All news with #shelly tag

Shelly Pro 3EM Out-of-Bounds Read Causes Reboots and DoS

⚠️ A remote-accessible out-of-bounds read vulnerability (CVE-2025-12056) in Shelly Pro 3EM can be triggered by a specially crafted Modbus request to force the device to access illegal memory addresses and reboot. CISA assigns a CVSS v4 score of 8.3 and warns this may result in a denial-of-service condition. Shelly did not respond to coordination; users should contact the vendor, keep devices updated, minimize network exposure, and follow recommended ICS defensive practices.

CISA Issues Six New Industrial Control Systems Advisories

🔔 CISA released six Industrial Control Systems (ICS) advisories detailing current security issues, vulnerabilities, and potential exploits affecting multiple vendors and products. The advisories cover Schneider Electric products (including EcoStruxure Machine SCADA Expert, Pro-face BLUE Open Studio, and PowerChute Serial Shutdown), Shelly Pro devices, and METZ CONNECT hardware. One advisory is an update (B) to a prior Schneider Electric notice. Users and administrators are encouraged to review the technical details and apply recommended mitigations promptly.

Shelly Pro 4PM DoS Vulnerability (CVE-2025-11243)

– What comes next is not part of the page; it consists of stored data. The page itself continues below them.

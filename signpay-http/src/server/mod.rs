//! Tower/axum middleware for gating protected routes behind a signed
//! payment authorization.
//!
//! The middleware validates the incoming `X-PAYMENT` header with a
//! configured facilitator, settles the payment, and only then forwards the
//! request to the inner service. Requests without a valid payment receive a
//! `402 Payment Required` response carrying the payment requirements, which
//! doubles as a price quote for clients that deliberately omit payment.
//!
//! See [`SignPayMiddleware`] for configuration options.
//!
//! ## Dynamic pricing
//!
//! Middleware mounted *ahead* of the gate can insert an [`AmountOverride`]
//! into the request extensions to replace the statically configured amount
//! for that request.
//!
//! ## Downstream access
//!
//! After a successful verify + settle, the gate stores a [`PaymentData`] in
//! the request extensions. Handlers read it with
//! [`PaymentData::from_request`] or axum's `Extension` extractor; its
//! presence is the payment-confirmed signal.

pub mod context;
pub mod error;
pub mod layer;
pub mod paygate;

pub use context::{AmountOverride, PaymentData};
pub use error::{ConfigError, PaygateError, VerificationError};
pub use layer::{SignPayMiddleware, SignPayService};
pub use paygate::Paygate;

⚠ A vulnerability in Shelly Pro 4PM (CVE-2025-11243) can cause device reboots and denial-of-service conditions. Due to insufficient input bounds checking in the device's JSON parser, specially crafted RPC requests can trigger memory overallocation and force a reboot. Devices running firmware prior to v1.6 are affected; CISA notes the exploit is reachable from adjacent networks with low attack complexity. Operators should update to v1.6.0 or later and limit network exposure.